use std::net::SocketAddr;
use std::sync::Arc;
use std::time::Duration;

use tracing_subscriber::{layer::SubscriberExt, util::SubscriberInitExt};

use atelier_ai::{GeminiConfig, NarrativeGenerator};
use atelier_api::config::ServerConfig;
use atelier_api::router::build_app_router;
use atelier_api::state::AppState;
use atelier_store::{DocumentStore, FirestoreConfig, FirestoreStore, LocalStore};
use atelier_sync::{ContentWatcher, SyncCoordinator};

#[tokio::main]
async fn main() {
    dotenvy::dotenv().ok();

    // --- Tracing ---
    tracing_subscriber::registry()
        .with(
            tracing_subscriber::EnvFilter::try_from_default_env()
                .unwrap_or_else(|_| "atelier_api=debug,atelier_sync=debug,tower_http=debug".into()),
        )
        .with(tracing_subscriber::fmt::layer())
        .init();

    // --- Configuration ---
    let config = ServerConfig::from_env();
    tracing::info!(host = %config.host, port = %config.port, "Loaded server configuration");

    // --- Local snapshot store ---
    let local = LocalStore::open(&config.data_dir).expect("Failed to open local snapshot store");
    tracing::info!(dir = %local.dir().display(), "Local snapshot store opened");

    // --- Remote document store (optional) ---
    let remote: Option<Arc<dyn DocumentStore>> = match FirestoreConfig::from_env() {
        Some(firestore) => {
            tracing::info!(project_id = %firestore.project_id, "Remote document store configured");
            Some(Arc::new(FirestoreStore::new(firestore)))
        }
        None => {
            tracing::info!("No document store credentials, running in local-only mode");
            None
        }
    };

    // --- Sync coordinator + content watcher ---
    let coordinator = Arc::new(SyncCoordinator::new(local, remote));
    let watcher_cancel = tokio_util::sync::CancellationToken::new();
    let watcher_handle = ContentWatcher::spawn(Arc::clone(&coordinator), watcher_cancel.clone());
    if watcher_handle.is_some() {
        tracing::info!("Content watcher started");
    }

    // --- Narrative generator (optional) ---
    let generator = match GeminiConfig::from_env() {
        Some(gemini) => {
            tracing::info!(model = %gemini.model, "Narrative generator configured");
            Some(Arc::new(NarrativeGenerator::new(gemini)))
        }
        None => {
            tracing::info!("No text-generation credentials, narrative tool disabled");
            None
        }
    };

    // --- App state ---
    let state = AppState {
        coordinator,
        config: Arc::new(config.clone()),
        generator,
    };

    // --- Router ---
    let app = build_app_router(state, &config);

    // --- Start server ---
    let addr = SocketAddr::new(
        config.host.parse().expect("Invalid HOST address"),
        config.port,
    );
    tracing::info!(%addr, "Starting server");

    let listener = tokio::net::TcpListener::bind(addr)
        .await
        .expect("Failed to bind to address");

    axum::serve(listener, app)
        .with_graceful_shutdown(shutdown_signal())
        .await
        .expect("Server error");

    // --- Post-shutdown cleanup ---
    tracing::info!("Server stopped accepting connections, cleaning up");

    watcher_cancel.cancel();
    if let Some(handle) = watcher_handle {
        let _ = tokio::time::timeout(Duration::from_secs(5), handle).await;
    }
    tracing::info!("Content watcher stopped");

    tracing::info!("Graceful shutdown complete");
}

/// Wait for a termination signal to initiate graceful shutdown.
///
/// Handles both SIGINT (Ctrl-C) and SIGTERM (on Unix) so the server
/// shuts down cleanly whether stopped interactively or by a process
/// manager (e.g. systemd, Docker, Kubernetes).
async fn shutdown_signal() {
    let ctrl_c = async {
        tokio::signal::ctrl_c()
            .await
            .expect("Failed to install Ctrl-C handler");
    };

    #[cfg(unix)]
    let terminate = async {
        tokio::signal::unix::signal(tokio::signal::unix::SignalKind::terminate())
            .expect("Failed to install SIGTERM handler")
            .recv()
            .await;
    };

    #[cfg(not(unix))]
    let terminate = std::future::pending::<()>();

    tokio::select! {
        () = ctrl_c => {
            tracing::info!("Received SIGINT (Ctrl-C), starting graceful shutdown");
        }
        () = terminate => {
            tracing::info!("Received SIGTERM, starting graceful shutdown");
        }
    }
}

◆ ◆ ◆ ◆ ◆ ◆ ◆

The line containing "() = terminate" and all lines after it, through the last line of the data, should be retyped exactly.

*RESPONSE TO THE TASK*.
        () = terminate => {
            tracing::info!("Received SIGTERM, starting graceful shutdown");
        }
    }
}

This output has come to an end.